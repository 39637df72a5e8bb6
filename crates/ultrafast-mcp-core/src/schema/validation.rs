use crate::error::{MCPResult, ToolError};
use serde_json::Value;

/// Validate data against a JSON Schema
pub fn validate_against_schema(data: &Value, schema: &Value) -> MCPResult<()> {
    // For Phase 1, we'll implement basic validation
    // In future phases, we can integrate a full JSON Schema validator

    if let Some(schema_type) = schema.get("type").and_then(|t| t.as_str()) {
        match schema_type {
            "string" => {
                if !data.is_string() {
                    return Err(ToolError::SchemaValidation(format!(
                        "Expected string, got {}",
                        type_name(data)
                    ))
                    .into());
                }
            }
            "number" => {
                if !data.is_number() {
                    return Err(ToolError::SchemaValidation(format!(
                        "Expected number, got {}",
                        type_name(data)
                    ))
                    .into());
                }
            }
            "integer" => {
                if !data.is_i64() && !data.is_u64() {
                    return Err(ToolError::SchemaValidation(format!(
                        "Expected integer, got {}",
                        type_name(data)
                    ))
                    .into());
                }
            }
            "boolean" => {
                if !data.is_boolean() {
                    return Err(ToolError::SchemaValidation(format!(
                        "Expected boolean, got {}",
                        type_name(data)
                    ))
                    .into());
                }
            }
            "array" => {
                if !data.is_array() {
                    return Err(ToolError::SchemaValidation(format!(
                        "Expected array, got {}",
                        type_name(data)
                    ))
                    .into());
                }

                // Validate array items if schema is provided
                if let (Some(items_schema), Some(array)) = (schema.get("items"), data.as_array()) {
                    for (i, item) in array.iter().enumerate() {
                        validate_against_schema(item, items_schema).map_err(|e| {
                            ToolError::SchemaValidation(format!(
                                "Array item {i} validation failed: {e}"
                            ))
                        })?;
                    }
                }
            }
            "object" => {
                if !data.is_object() {
                    return Err(ToolError::SchemaValidation(format!(
                        "Expected object, got {}",
                        type_name(data)
                    ))
                    .into());
                }

                // Validate required properties
                if let (Some(required), Some(obj)) = (schema.get("required"), data.as_object()) {
                    if let Some(required_array) = required.as_array() {
                        for req in required_array {
                            if let Some(prop_name) = req.as_str() {
                                if !obj.contains_key(prop_name) {
                                    return Err(ToolError::SchemaValidation(format!(
                                        "Missing required property: {prop_name}"
                                    ))
                                    .into());
                                }
                            }
                        }
                    }
                }

                // Validate properties if schema is provided
                if let (Some(properties_schema), Some(obj)) =
                    (schema.get("properties"), data.as_object())
                {
                    if let Some(props) = properties_schema.as_object() {
                        for (key, value) in obj {
                            if let Some(prop_schema) = props.get(key) {
                                validate_against_schema(value, prop_schema).map_err(|e| {
                                    ToolError::SchemaValidation(format!(
                                        "Property '{key}' validation failed: {e}"
                                    ))
                                })?;
                            }
                        }
                    }
                }
            }
            _ => {
                // Unknown type, skip validation
            }
        }
    }

    // Validate enum values
    if let Some(enum_values) = schema.get("enum") {
        if let Some(enum_array) = enum_values.as_array() {
            if !enum_array.contains(data) {
                return Err(ToolError::SchemaValidation(format!(
                    "Value must be one of: {enum_array:?}"
                ))
                .into());
            }
        }
    }

    Ok(())
}

/// Get the type name of a JSON value for error messages
fn type_name(value: &Value) -> &'static str {
    match value {
        Value::Null => "null",
        Value::Bool(_) => "boolean",
        Value::Number(_) => "number",
        Value::String(_) => "string",
        Value::Array(_) => "array",
        Value::Object(_) => "object",
    }
}

/// Validate that data conforms to expected input schema for a tool
pub fn validate_tool_input(data: &Value, schema: &Value) -> MCPResult<()> {
    validate_against_schema(data, schema)
}

/// Validate that data conforms to expected output schema for a tool
pub fn validate_tool_output(data: &Value, schema: &Value) -> MCPResult<()> {
    validate_against_schema(data, schema)
}

#[cfg(test)]
mod tests {
    use super::*;
    use serde_json::json;

    #[test]
    fn test_string_validation() {
        let schema = json!({"type": "string"});
        let valid_data = json!("hello");
        let invalid_data = json!(42);

        assert!(validate_against_schema(&valid_data, &schema).is_ok());
        assert!(validate_against_schema(&invalid_data, &schema).is_err());
    }

    #[test]
    fn test_number_validation() {
        let schema = json!({"type": "number"});
        let valid_data = json!(42.5);
        let invalid_data = json!("hello");

        assert!(validate_against_schema(&valid_data, &schema).is_ok());
        assert!(validate_against_schema(&invalid_data, &schema).is_err());
    }

    #[test]
    fn test_object_validation() {
        let schema = json!({
            "type": "object",
            "properties": {
                "name": {"type": "string"},
                "age": {"type": "integer"}
            },
            "required": ["name"]
        });

        let valid_data = json!({"name": "John", "age": 30});
        let invalid_data = json!({"age": 30}); // missing required "name"

        assert!(validate_against_schema(&valid_data, &schema).is_ok());
        assert!(validate_against_schema(&invalid_data, &schema).is_err());
    }

    #[test]
    fn test_array_validation() {
        let schema = json!({
            "type": "array",
            "items": {"type": "string"}
        });

        let valid_data = json!(["hello", "world"]);
        let invalid_data = json!(["hello", 42]); // mixed types

        assert!(validate_against_schema(&valid_data, &schema).is_ok());
        assert!(validate_against_schema(&invalid_data, &schema).is_err());
    }

    #[test]
    fn test_enum_validation() {
        let schema = json!({
            "type": "string",
            "enum": ["red", "green", "blue"]
        });

        let valid_data = json!("red");
        let invalid_data = json!("yellow");

        assert!(validate_against_schema(&valid_data, &schema).is_ok());
        assert!(validate_against_schema(&invalid_data, &schema).is_err());
    }
}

******

### YOUR ASSIGNMENT
Begin with the first line of the records and finish with the line containing "implement basic validation". Reproduce those lines exactly, both ends included, and nothing else.

### TASK SOLUTION
repository 39637df72a5e8bb6
filename crates/ultrafast-mcp-core/src/schema/validation.rs
use crate::error::{MCPResult, ToolError};
use serde_json::Value;

/// Validate data against a JSON Schema
pub fn validate_against_schema(data: &Value, schema: &Value) -> MCPResult<()> {
    // For Phase 1, we'll implement basic validation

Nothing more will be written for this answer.